Profiling an MPI program with MAP

Objectives
MAP profiler
Code example
Using MAP to profile an executable
Interpreting the profiling data
Exercises

Objectives

You will:

learn how to use MAP to profile a parallel MPI code
learn how to interpret the profiling data

MAP profiler

On NeSI systems the Arm MAP profiler is provided as part of the forge module (along with the parallel debugger DDT).

MAP is a commercial product, which can profile parallel, multi-threaded and single-threaded C/C++, Fortran, as well as Python code. It can be used without code modification.

MAP can be used to identify hotspots and load balance problems in parallel codes. In contrast to the cProfiler described in here, MAP can be used to instrument Python, C, C++ and Fortran codes. In contrast to other profilers, there is no need to recompile the code and MAP supports OpenMP threads and/or MPI communication. It comes with a graphical user interface which makes it easy to drill down into particular code sections or focus on specific time intervals during the run.

For more details see the Arm MAP documentation.

Code example

We’ll use the scatter.py code in directory mpi of the solutions branch. Start by

git fetch --all
git checkout solutions
cd mpi

Using MAP to profile an executable

To use MAP we need to load the forge module in our batch script and add map --profile in front of the executable. See for example

ml forge
map --profile srun python scatter.py

in the Slurm script “scatter_map.sl”.

Upon execution, a file with subscript .map will be generated. The results can be viewed, for instance, with

map python3_scatter_py_4p_1n_1t_2019-05-22_00-58.map

(the .map file name will vary with each run.) See section MAP Profile for how to interpret the results.

Note: command map --profile must precede “srun” in the case of an MPI program.
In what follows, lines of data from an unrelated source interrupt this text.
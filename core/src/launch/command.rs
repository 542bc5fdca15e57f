//! Building the command line for a launch.

use std::ffi::OsString;
use std::path::{Path, PathBuf};
use std::process::Stdio;

use romhub_shared::{EmulatorDefinition, ROM_PLACEHOLDER, extension_of};

use super::{LaunchError, LaunchKind};
use crate::process::display_command;

/// A fully resolved process invocation.
#[derive(Debug, Clone, PartialEq, Eq)]
pub struct Invocation {
    pub program: PathBuf,
    pub args: Vec<OsString>,
    pub working_dir: Option<PathBuf>,
}

impl Invocation {
    pub fn new(program: impl Into<PathBuf>) -> Self {
        Self {
            program: program.into(),
            args: Vec::new(),
            working_dir: None,
        }
    }

    pub fn arg(mut self, arg: impl Into<OsString>) -> Self {
        self.args.push(arg.into());
        self
    }

    pub fn working_dir(mut self, dir: Option<PathBuf>) -> Self {
        self.working_dir = dir;
        self
    }

    /// The exact command line, quoted for display.
    pub fn command_line(&self) -> String {
        display_command(self.program.as_os_str(), &self.args)
    }

    /// A command with captured output and no stdin.
    pub fn to_command(&self) -> tokio::process::Command {
        let mut command = tokio::process::Command::new(&self.program);
        command
            .args(&self.args)
            .stdin(Stdio::null())
            .stdout(Stdio::piped())
            .stderr(Stdio::piped())
            .kill_on_drop(true);
        if let Some(dir) = &self.working_dir {
            command.current_dir(dir);
        }
        command
    }
}

/// Split an argument template into tokens.
///
/// Whitespace separates tokens; double or single quotes group text that
/// contains whitespace and are removed. An unterminated quote runs to the end.
pub fn split_arguments(template: &str) -> Vec<String> {
    let mut tokens = Vec::new();
    let mut current = String::new();
    let mut in_token = false;
    let mut quote: Option<char> = None;

    for c in template.chars() {
        match quote {
            Some(q) if c == q => quote = None,
            Some(_) => current.push(c),
            None if c == '"' || c == '\'' => {
                quote = Some(c);
                in_token = true;
            }
            None if c.is_whitespace() => {
                if in_token {
                    tokens.push(std::mem::take(&mut current));
                    in_token = false;
                }
            }
            None => {
                current.push(c);
                in_token = true;
            }
        }
    }
    if in_token {
        tokens.push(current);
    }
    tokens
}

/// Expand an emulator argument template for `payload`.
///
/// Every `%ROM%` is replaced by the payload path. A template without the
/// placeholder gets the path appended as the last argument.
pub fn expand_arguments(template: &str, payload: &Path) -> Vec<OsString> {
    let mut args: Vec<OsString> = Vec::new();
    let mut substituted = false;

    for token in split_arguments(template) {
        if token == ROM_PLACEHOLDER {
            args.push(payload.as_os_str().to_os_string());
            substituted = true;
        } else if token.contains(ROM_PLACEHOLDER) {
            args.push(token.replace(ROM_PLACEHOLDER, &payload.to_string_lossy()).into());
            substituted = true;
        } else {
            args.push(token.into());
        }
    }

    if !substituted {
        args.push(payload.as_os_str().to_os_string());
    }
    args
}

fn parent_dir(path: &Path) -> Option<PathBuf> {
    path.parent()
        .filter(|p| !p.as_os_str().is_empty())
        .map(Path::to_path_buf)
}

/// Resolve a relative path against the launcher's working directory.
///
/// Children run from their own directory, where relative paths would point
/// somewhere else.
fn anchored(path: &Path) -> PathBuf {
    if path.is_absolute() {
        return path.to_path_buf();
    }
    std::path::absolute(path).unwrap_or_else(|_| path.to_path_buf())
}

/// Like [`anchored`], but bare program names stay as they are for `PATH`
/// lookup.
fn anchored_program(program: &Path) -> PathBuf {
    if program.components().count() > 1 {
        anchored(program)
    } else {
        program.to_path_buf()
    }
}

/// Build the invocation for `path` of the given kind.
///
/// Relative paths are made absolute first, since the child's working
/// directory is changed.
pub fn build_invocation(
    path: &Path,
    kind: LaunchKind,
    emulator: Option<&EmulatorDefinition>,
) -> Result<Invocation, LaunchError> {
    let path = &anchored(path);
    match kind {
        LaunchKind::EmulatorManaged => {
            let emulator = emulator.ok_or_else(|| LaunchError::NoEmulator {
                path: path.to_path_buf(),
            })?;
            let program = anchored_program(&emulator.executable);
            Ok(Invocation {
                args: expand_arguments(&emulator.arguments, path),
                working_dir: parent_dir(&program),
                program,
            })
        }
        LaunchKind::NativeExecutable => {
            Ok(Invocation::new(path).working_dir(parent_dir(path)))
        }
        LaunchKind::Script => Ok(script_invocation(path)),
        LaunchKind::Shortcut => Ok(shortcut_invocation(path)),
    }
}

fn script_invocation(path: &Path) -> Invocation {
    let invocation = match extension_of(path).as_deref() {
        Some("bat" | "cmd") => Invocation::new("cmd").arg("/C").arg(path),
        Some("ps1") => Invocation::new(if cfg!(windows) { "powershell" } else { "pwsh" })
            .arg("-NoProfile")
            .arg("-ExecutionPolicy")
            .arg("Bypass")
            .arg("-File")
            .arg(path),
        _ => Invocation::new("sh").arg(path),
    };
    invocation.working_dir(parent_dir(path))
}

fn shortcut_invocation(path: &Path) -> Invocation {
    if cfg!(windows) {
        // `start` needs an explicit (empty) window title before the target
        return Invocation::new("cmd")
            .arg("/C")
            .arg("start")
            .arg("/wait")
            .arg("")
            .arg(path);
    }
    if cfg!(target_os = "macos") {
        return Invocation::new("open").arg("-W").arg(path);
    }
    if extension_of(path).as_deref() == Some("desktop") {
        return Invocation::new("gio").arg("launch").arg(path);
    }
    Invocation::new("xdg-open").arg(path)
}

#[cfg(test)]
mod tests {
    use super::*;

    // =============================================================
    // Template tokenizing
    // =============================================================

    #[test]
    fn test_split_plain_and_quoted() {
        assert_eq!(
            split_arguments(r#"-L "cores/snes core.so" --fullscreen"#),
            vec!["-L", "cores/snes core.so", "--fullscreen"]
        );
        assert_eq!(split_arguments("  a   b  "), vec!["a", "b"]);
        assert_eq!(split_arguments("'single quoted' x"), vec!["single quoted", "x"]);
        assert!(split_arguments("   ").is_empty());
    }

    #[test]
    fn test_split_empty_quotes_and_unterminated() {
        assert_eq!(split_arguments(r#"a "" b"#), vec!["a", "", "b"]);
        assert_eq!(split_arguments(r#"-f "open end"#), vec!["-f", "open end"]);
        assert_eq!(split_arguments(r#"--rom="%ROM%""#), vec!["--rom=%ROM%"]);
    }

    #[test]
    fn test_expand_substitutes_placeholder() {
        let rom = Path::new("/games/Super Game (USA).sfc");
        let args = expand_arguments("-f %ROM% --verbose", rom);
        assert_eq!(
            args,
            vec![
                OsString::from("-f"),
                OsString::from("/games/Super Game (USA).sfc"),
                OsString::from("--verbose"),
            ]
        );

        let args = expand_arguments("--rom=%ROM%", rom);
        assert_eq!(args, vec![OsString::from("--rom=/games/Super Game (USA).sfc")]);
    }

    #[test]
    fn test_expand_appends_without_placeholder() {
        let rom = Path::new("/games/game.gba");
        assert_eq!(
            expand_arguments("-f", rom),
            vec![OsString::from("-f"), OsString::from("/games/game.gba")]
        );
        assert_eq!(expand_arguments("", rom), vec![OsString::from("/games/game.gba")]);
    }

    // =============================================================
    // Invocations
    // =============================================================

    #[test]
    fn test_emulator_invocation() {
        let emulator = EmulatorDefinition::new("mgba", "/opt/mgba/mgba").arguments("-f \"%ROM%\"");
        let invocation = build_invocation(
            Path::new("/games/a b.gba"),
            LaunchKind::EmulatorManaged,
            Some(&emulator),
        )
        .unwrap();

        assert_eq!(invocation.program, PathBuf::from("/opt/mgba/mgba"));
        assert_eq!(invocation.working_dir, Some(PathBuf::from("/opt/mgba")));
        assert_eq!(invocation.command_line(), "/opt/mgba/mgba -f \"/games/a b.gba\"");
    }

    #[test]
    fn test_emulator_kind_without_emulator() {
        let err = build_invocation(Path::new("game.sfc"), LaunchKind::EmulatorManaged, None)
            .unwrap_err();
        assert!(matches!(err, LaunchError::NoEmulator { .. }));
    }

    #[test]
    fn test_relative_paths_are_anchored_at_launcher_dir() {
        let cwd = std::env::current_dir().unwrap();
        let emulator = EmulatorDefinition::new("snes9x", "emulators/snes9x/snes9x");
        let invocation = build_invocation(
            Path::new("roms/game.sfc"),
            LaunchKind::EmulatorManaged,
            Some(&emulator),
        )
        .unwrap();

        assert_eq!(invocation.program, cwd.join("emulators/snes9x/snes9x"));
        assert_eq!(invocation.working_dir, Some(cwd.join("emulators/snes9x")));
        assert_eq!(invocation.args, vec![cwd.join("roms/game.sfc").into_os_string()]);

        let script =
            build_invocation(Path::new("games/run.sh"), LaunchKind::Script, None).unwrap();
        assert_eq!(script.args, vec![cwd.join("games/run.sh").into_os_string()]);
        assert_eq!(script.working_dir, Some(cwd.join("games")));
    }

    #[test]
    fn test_bare_program_name_is_left_for_path_lookup() {
        let emulator = EmulatorDefinition::new("mednafen", "mednafen");
        let invocation = build_invocation(
            Path::new("/games/game.cue"),
            LaunchKind::EmulatorManaged,
            Some(&emulator),
        )
        .unwrap();

        assert_eq!(invocation.program, PathBuf::from("mednafen"));
        assert_eq!(invocation.working_dir, None);
    }

    #[test]
    fn test_native_invocation_runs_in_own_dir() {
        let invocation = build_invocation(
            Path::new("/opt/game/game.exe"),
            LaunchKind::NativeExecutable,
            None,
        )
        .unwrap();
        assert_eq!(invocation.program, PathBuf::from("/opt/game/game.exe"));
        assert!(invocation.args.is_empty());
        assert_eq!(invocation.working_dir, Some(PathBuf::from("/opt/game")));
    }

    #[test]
    fn test_script_invocations() {
        let bat = build_invocation(Path::new("/g/run.bat"), LaunchKind::Script, None).unwrap();
        assert_eq!(bat.command_line(), "cmd /C /g/run.bat");

        let sh = build_invocation(Path::new("/g/run.sh"), LaunchKind::Script, None).unwrap();
        assert_eq!(sh.command_line(), "sh /g/run.sh");
        assert_eq!(sh.working_dir, Some(PathBuf::from("/g")));

        let ps = build_invocation(Path::new("/g/run.ps1"), LaunchKind::Script, None).unwrap();
        assert!(ps.command_line().ends_with("-NoProfile -ExecutionPolicy Bypass -File /g/run.ps1"));
    }

    #[cfg(target_os = "linux")]
    #[test]
    fn test_shortcut_invocations_linux() {
        let desktop =
            build_invocation(Path::new("/g/game.desktop"), LaunchKind::Shortcut, None).unwrap();
        assert_eq!(desktop.command_line(), "gio launch /g/game.desktop");

        let url = build_invocation(Path::new("/g/game.url"), LaunchKind::Shortcut, None).unwrap();
        assert_eq!(url.command_line(), "xdg-open /g/game.url");
    }
}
For serial or OpenMP programs we recommend “map” and its options to be after “srun”.

Interpreting the profiling data

Upon execution, a file with subscript .map will be generated. The results can be viewed with the command map, for instance

map python3_scatter_py_8p_1n_2019-01-14_00-31.map

(the .map file name will vary with each run.)

The profile window is divided into three main sections (click on picture to enlarge).

On top, various metrics can be selected in the “Metrics” menu. In the middle part, a source code navigator connects line by line with profiling data. Most interesting is the profiling table at the bottom, which sorts the most time consuming parts of the program, providing function names, source code and line numbers.

The Metrics part can be changed to:

Activity timeline
CPU instructions
CPU Time
IO
Memory
MPI

As an example, “CPU instructions” present the usage of different instruction sets during the program run time.

Exercises

profile the scatter code under the mpi directory:

use 16 MPI tasks

increase the problem size to -nx 256 -ny 256 -nc 256 to make the test run longer

what is the amount of time spent in computeScatteredWave for the above test case?